I conclude with a few observations about Sara’s judgments in this poignant essay.  First, Sara is not content to accumulate credentials for medical school from her internship and consent to policies and behaviors she knows to be wrong or unjust. She steps up to make risky judgments.  Second, Sara recognizes that the gift and privilege of her college education enable her to make judgments that she could not otherwise offer. She is graced to make these judgments.  Third, she can turn these judgments on her own hubris and naiveté about privilege and injustice.  Her judgments are not simply castigations of others.  Fourth, Sara’s judgments are sharp edged and go against the grain of standard bromides and acceptable behavior.  They demand respect for persons who have failed, such as addicts or women who have partnered with predators.  Finally, Sara’s judgments point toward a more positive professional career for herself and all of us toward prudently redeeming unjust policies and persons rather than simply condemning the unjust.

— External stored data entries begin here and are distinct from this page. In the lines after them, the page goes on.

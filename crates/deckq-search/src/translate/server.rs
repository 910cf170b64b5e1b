//! Server translator: queries to backend filters.

use tracing::warn;

use super::{Binding, Leaf, Target, Translation, guard};
use crate::{
    error::TranslateError,
    filter::{Filter, PostAction, QueryPlan},
    handler::Clause,
    registry::Registry,
};

/// A translated query: the filter tree plus deferred actions.
pub type FilterTranslation = Translation<Filter, PostAction>;

impl FilterTranslation {
    /// Builds the query plan, applying post-actions in query order.
    pub fn into_plan(self) -> QueryPlan {
        let mut plan = QueryPlan {
            filter: self.fragment,
            sort: Vec::new(),
        };
        for action in &self.post_actions {
            action.apply(&mut plan);
        }
        plan
    }
}

/// Leaf actions that call each command's [`FilterHandler`](crate::FilterHandler).
#[derive(Debug, Clone, Copy, Default)]
pub struct FilterTarget;

impl Target for FilterTarget {
    type Fragment = Filter;
    type PostAction = PostAction;

    fn leaf(
        &self,
        registry: &Registry,
        binding: &Binding<'_>,
    ) -> Result<Leaf<Filter, PostAction>, TranslateError> {
        let command = &binding.command.id;
        let handler =
            registry
                .filter_handler(command)
                .ok_or_else(|| TranslateError::MissingHandler {
                    command: command.clone(),
                    span: binding.span,
                })?;

        let clause = guard(binding, || handler.filter(&binding.argument))?.map_err(|source| {
            warn!(command = %command, error = %source, "handler rejected argument");
            TranslateError::Handler {
                command: command.clone(),
                operator: binding.argument.operator_text(),
                span: binding.span,
                source,
            }
        })?;

        Ok(match clause {
            Clause::Filter(filter) => Leaf::Fragment(filter),
            Clause::Deferred(action) => Leaf::Deferred(action),
        })
    }

    fn all(&self, parts: Vec<Filter>) -> Filter {
        Filter::all(parts)
    }

    fn any(&self, parts: Vec<Filter>) -> Filter {
        Filter::any(parts)
    }

    fn negate(&self, fragment: Filter) -> Filter {
        fragment.negate()
    }
}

I want to leave you with this wisdom from a classmate—and many of you, I believe, have acquired similar wisdom.  Do not fall prey to the temptation to live and let live. Speak publicly in an informed and reasonable manner to judge behavior, values, institutions, policies, and politics that do or do not advance justice and the common good.  Even if you are not always right, you can raise the level of public discourse.  Recognize that you are enabled to judge by gifts that are not of your own making and that your judgments can correct your thinking and behavior as well as that of others.  Finally, intend that your judgments, no matter how harsh they need to be, aim to redeem, not to destroy or to advance selfish goals. Public judgment is not a zero-sum game. The end goal, like the God of Israel, is for the other to become a partner bound in covenant.

If we learn to make public judgments in this manner, our judgments will not be antithetical to grace.  They will be means of grace.